The comparison is done word-by-word, ignoring all white space between each word.

"this is a sentence" = "this  is a <tab>  sentence" 

N.B. Work is in progress to conform monk to the specifications of SPDX.

The rules that follow describe some key differences, but we intend to improve on them.

No case normalization is performed:

"A Sentence With Strange Capital Letters" != "A SENTENCE WITH STRANGE CAPITAL LETTERS" 

Commas and punctuation are not discarded, but they are not words on their own.

"no comma between these words" != "no comma, between these words" 
"a comma, between these words" != "a comma , between these words" 

There is no special handling of "(c)" or of quotes:

"(c) of 'Fossology'" != "Copyright of ''Fossology''" 

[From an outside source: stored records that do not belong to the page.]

//! Job card Model

use chrono::NaiveDate;
use serde::{Deserialize, Serialize};

/// Job card lifecycle status (stored lowercase)
#[derive(Debug, Clone, Copy, PartialEq, Eq, Serialize, Deserialize)]
#[serde(rename_all = "snake_case")]
pub enum JobStatus {
    /// Waiting at the current step
    Pending,
    /// Being worked on at the current step
    InProgress,
    OnHold,
    Completed,
    Cancelled,
}

impl JobStatus {
    pub fn from_db(s: &str) -> Option<Self> {
        match s {
            "pending" => Some(Self::Pending),
            "in_progress" => Some(Self::InProgress),
            "on_hold" => Some(Self::OnHold),
            "completed" => Some(Self::Completed),
            "cancelled" => Some(Self::Cancelled),
            _ => None,
        }
    }

    pub fn as_db(&self) -> &'static str {
        match self {
            Self::Pending => "pending",
            Self::InProgress => "in_progress",
            Self::OnHold => "on_hold",
            Self::Completed => "completed",
            Self::Cancelled => "cancelled",
        }
    }

    /// Completed and cancelled jobs never change again
    pub fn is_closed(&self) -> bool {
        matches!(self, Self::Completed | Self::Cancelled)
    }

    /// Can the job be moved on to its next step?
    pub fn can_advance(&self) -> bool {
        matches!(self, Self::Pending | Self::InProgress)
    }
}

/// Job priority (stored lowercase)
#[derive(Debug, Clone, Copy, PartialEq, Eq, PartialOrd, Ord, Serialize, Deserialize)]
#[serde(rename_all = "snake_case")]
pub enum JobPriority {
    Low,
    Normal,
    High,
    Urgent,
}

impl JobPriority {
    pub fn from_db(s: &str) -> Option<Self> {
        match s {
            "low" => Some(Self::Low),
            "normal" => Some(Self::Normal),
            "high" => Some(Self::High),
            "urgent" => Some(Self::Urgent),
            _ => None,
        }
    }

    pub fn as_db(&self) -> &'static str {
        match self {
            Self::Low => "low",
            Self::Normal => "normal",
            Self::High => "high",
            Self::Urgent => "urgent",
        }
    }
}

/// Job card row joined with company/product names
#[derive(Debug, Clone, Serialize, Deserialize)]
#[cfg_attr(feature = "db", derive(sqlx::FromRow))]
pub struct JobCard {
    pub id: i64,
    pub job_number: String,
    pub company_id: i64,
    pub company_name: String,
    pub product_id: i64,
    pub product_name: String,
    pub po_number: Option<String>,
    pub quantity: i32,
    pub delivery_date: Option<NaiveDate>,
    pub priority: String,
    pub status: String,
    /// `None` once the job has left its last step
    pub current_department: Option<String>,
    pub current_step: Option<String>,
    pub notes: Option<String>,
    pub created_by: Option<i64>,
    pub created_at: i64,
    pub updated_at: i64,
    pub completed_at: Option<i64>,
}

impl JobCard {
    pub fn status(&self) -> Option<JobStatus> {
        JobStatus::from_db(&self.status)
    }
}

/// One entry of a job's audit trail
#[derive(Debug, Clone, Serialize, Deserialize)]
#[cfg_attr(feature = "db", derive(sqlx::FromRow))]
pub struct JobHistoryEntry {
    pub id: i64,
    pub job_card_id: i64,
    pub action: String,
    pub from_department: Option<String>,
    pub to_department: Option<String>,
    pub status: String,
    pub remarks: Option<String>,
    pub user_id: Option<i64>,
    pub username: Option<String>,
    pub created_at: i64,
}

/// Job card with its history, newest entry last
#[derive(Debug, Clone, Serialize, Deserialize)]
pub struct JobCardDetail {
    #[serde(flatten)]
    pub job: JobCard,
    pub history: Vec<JobHistoryEntry>,
}

#[derive(Debug, Clone, Serialize, Deserialize)]
pub struct JobCardCreate {
    pub company_id: i64,
    pub product_id: i64,
    pub po_number: Option<String>,
    pub quantity: i32,
    pub delivery_date: Option<NaiveDate>,
    pub priority: Option<JobPriority>,
    pub notes: Option<String>,
}

#[derive(Debug, Clone, Default, Serialize, Deserialize)]
pub struct JobCardUpdate {
    pub po_number: Option<String>,
    pub quantity: Option<i32>,
    pub delivery_date: Option<NaiveDate>,
    pub priority: Option<JobPriority>,
    pub notes: Option<String>,
}

/// Body for advance / hold / resume / cancel
#[derive(Debug, Clone, Default, Serialize, Deserialize)]
pub struct JobTransitionRequest {
    pub remarks: Option<String>,
}

#[cfg(test)]
mod tests {
    use super::*;

    #[test]
    fn test_status_db_roundtrip() {
        for s in [
            JobStatus::Pending,
            JobStatus::InProgress,
            JobStatus::OnHold,
            JobStatus::Completed,
            JobStatus::Cancelled,
        ] {
            assert_eq!(JobStatus::from_db(s.as_db()), Some(s));
        }
        assert_eq!(JobStatus::from_db("done"), None);
    }

    #[test]
    fn test_status_rules() {
        assert!(JobStatus::Completed.is_closed());
        assert!(JobStatus::Cancelled.is_closed());
        assert!(!JobStatus::OnHold.is_closed());
        assert!(JobStatus::Pending.can_advance());
        assert!(!JobStatus::OnHold.can_advance());
    }

    #[test]
    fn test_priority_serde() {
        let p: JobPriority = serde_json::from_str("\"urgent\"").unwrap();
        assert_eq!(p, JobPriority::Urgent);
        assert!(JobPriority::Urgent > JobPriority::Normal);
        assert_eq!(JobPriority::from_db("high"), Some(JobPriority::High));
    }
}
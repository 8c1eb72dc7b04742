//! `CurrentUser` extractor
//!
//! Reuses the user inserted by [`super::require_auth`]; otherwise resolves
//! the bearer token itself so handlers outside the guarded router can still
//! take a `CurrentUser` argument.

use axum::{extract::FromRequestParts, http::request::Parts};
use shared::error::AppError;

use super::middleware::resolve_caller;
use super::CurrentUser;
use crate::state::AppState;

impl FromRequestParts<AppState> for CurrentUser {
    type Rejection = AppError;

    async fn from_request_parts(
        parts: &mut Parts,
        state: &AppState,
    ) -> Result<Self, Self::Rejection> {
        if let Some(user) = parts.extensions.get::<CurrentUser>() {
            return Ok(user.clone());
        }

        let header = parts
            .headers
            .get(http::header::AUTHORIZATION)
            .and_then(|h| h.to_str().ok());
        let user = resolve_caller(state, header, parts.uri.path()).await?;

        parts.extensions.insert(user.clone());
        Ok(user)
    }
}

Programming language specific comment delimiters are not considered

"* This is a line of a license inside a source file" != "// This is a line of a license inside a source file" 

Full

./monk ../agent_tests/testlicenses/expectedFull/Apache-*
found full match between "../agent_tests/testlicenses/expectedFull/Apache-1.1" and "Apache-1.1" (rf_pk=221); matched: 0+2825
found full match between "../agent_tests/testlicenses/expectedFull/Apache-2.0" and "Apache-2.0" (rf_pk=213); matched: 0+10272

in case of a complete match ('full 'match') between the file and a license text, monk prints the position in the text where the match was found.

The format is 'matched: startPosition+length' the unit of measure is 1-byte characters

Diff

If some words are changed monk still finds a match, but it advertises it as a 'diff match' with a percentual which depends on the extent of the changes.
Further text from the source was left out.